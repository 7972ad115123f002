use std::path::{Path, PathBuf};

use serde::de::DeserializeOwned;
use serde_json::{Map, Value};

use super::error::{JsonFileError, Result, StorageError};
use super::json::{ensure_folder_exists, load_json, save_json};

/// String-keyed JSON values persisted to a single file.
///
/// Every mutation rewrites the whole file before returning. If the write
/// fails the in-memory map is put back the way it was, so memory never holds
/// a change the disk does not.
#[derive(Debug, Clone)]
pub struct KeyValueStore {
    path: PathBuf,
    entries: Map<String, Value>,
}

impl KeyValueStore {
    /// Load the store persisted at `path`.
    pub fn open(path: impl Into<PathBuf>) -> Result<Self> {
        let path = path.into();
        let entries = load_json(&path).map_err(|source| {
            tracing::error!(path = %path.display(), error = %source, "error when loading storage file");
            StorageError::StorageRead {
                path: path.clone(),
                source,
            }
        })?;
        tracing::debug!(path = %path.display(), entries = entries.len(), "storage file loaded");
        Ok(Self { path, entries })
    }

    /// Write `initial` to `path` as a fresh store, creating parent folders.
    ///
    /// An existing file at `path` is replaced.
    pub fn create(path: impl Into<PathBuf>, initial: Map<String, Value>) -> Result<Self> {
        let path = path.into();
        let store = Self {
            path,
            entries: initial,
        };
        if let Some(parent) = store.path.parent().filter(|p| !p.as_os_str().is_empty()) {
            ensure_folder_exists(parent).map_err(|e| store.write_error(e))?;
        }
        store.persist()?;
        tracing::info!(path = %store.path.display(), "storage file created");
        Ok(store)
    }

    pub fn path(&self) -> &Path {
        &self.path
    }

    /// Value stored under `key`, `None` when absent.
    pub fn get(&self, key: &str) -> Option<&Value> {
        self.entries.get(key)
    }

    /// String value stored under `key`, `None` when absent or not a string.
    pub fn get_str(&self, key: &str) -> Option<&str> {
        self.entries.get(key).and_then(Value::as_str)
    }

    /// Deserialize the value under `key` into `T`.
    pub fn get_as<T: DeserializeOwned>(&self, key: &str) -> Option<serde_json::Result<T>> {
        self.entries
            .get(key)
            .map(|v| serde_json::from_value(v.clone()))
    }

    pub fn contains_key(&self, key: &str) -> bool {
        self.entries.contains_key(key)
    }

    pub fn len(&self) -> usize {
        self.entries.len()
    }

    pub fn is_empty(&self) -> bool {
        self.entries.is_empty()
    }

    pub fn entries(&self) -> &Map<String, Value> {
        &self.entries
    }

    /// Sorted keys, optionally restricted to a prefix, at most `limit` of them.
    pub fn keys(&self, prefix: Option<&str>, limit: usize) -> Vec<String> {
        let mut keys: Vec<&String> = self
            .entries
            .keys()
            .filter(|k| prefix.is_none_or(|p| k.starts_with(p)))
            .collect();
        keys.sort();
        keys.into_iter().take(limit).cloned().collect()
    }

    /// Store `value` under `key` and persist. Returns the previous value.
    pub fn set(&mut self, key: impl Into<String>, value: impl Into<Value>) -> Result<Option<Value>> {
        let key = key.into();
        let previous = self.entries.insert(key.clone(), value.into());

        if let Err(e) = self.persist() {
            match previous {
                Some(old) => self.entries.insert(key, old),
                None => self.entries.remove(&key),
            };
            return Err(e);
        }
        Ok(previous)
    }

    /// Remove `key` and persist. Absent keys leave the file untouched.
    pub fn delete(&mut self, key: &str) -> Result<Option<Value>> {
        let Some(previous) = self.entries.remove(key) else {
            return Ok(None);
        };

        if let Err(e) = self.persist() {
            self.entries.insert(key.to_string(), previous);
            return Err(e);
        }
        Ok(Some(previous))
    }

    fn persist(&self) -> Result<()> {
        save_json(&self.path, &self.entries).map_err(|e| self.write_error(e))
    }

    fn write_error(&self, source: JsonFileError) -> StorageError {
        tracing::error!(path = %self.path.display(), error = %source, "error when saving storage file");
        StorageError::StorageWrite {
            path: self.path.clone(),
            source,
        }
    }
}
--------------------------------------------------
In the data above, start at the line that has "not a string.", stop after the line that has "pub fn contains_key(&self, key: &str)", and print every line in between exactly as it stands.

    /// String value stored under `key`, `None` when absent or not a string.
    pub fn get_str(&self, key: &str) -> Option<&str> {
        self.entries.get(key).and_then(Value::as_str)
    }

    /// Deserialize the value under `key` into `T`.
    pub fn get_as<T: DeserializeOwned>(&self, key: &str) -> Option<serde_json::Result<T>> {
        self.entries
            .get(key)
            .map(|v| serde_json::from_value(v.clone()))
    }

    pub fn contains_key(&self, key: &str) -> bool {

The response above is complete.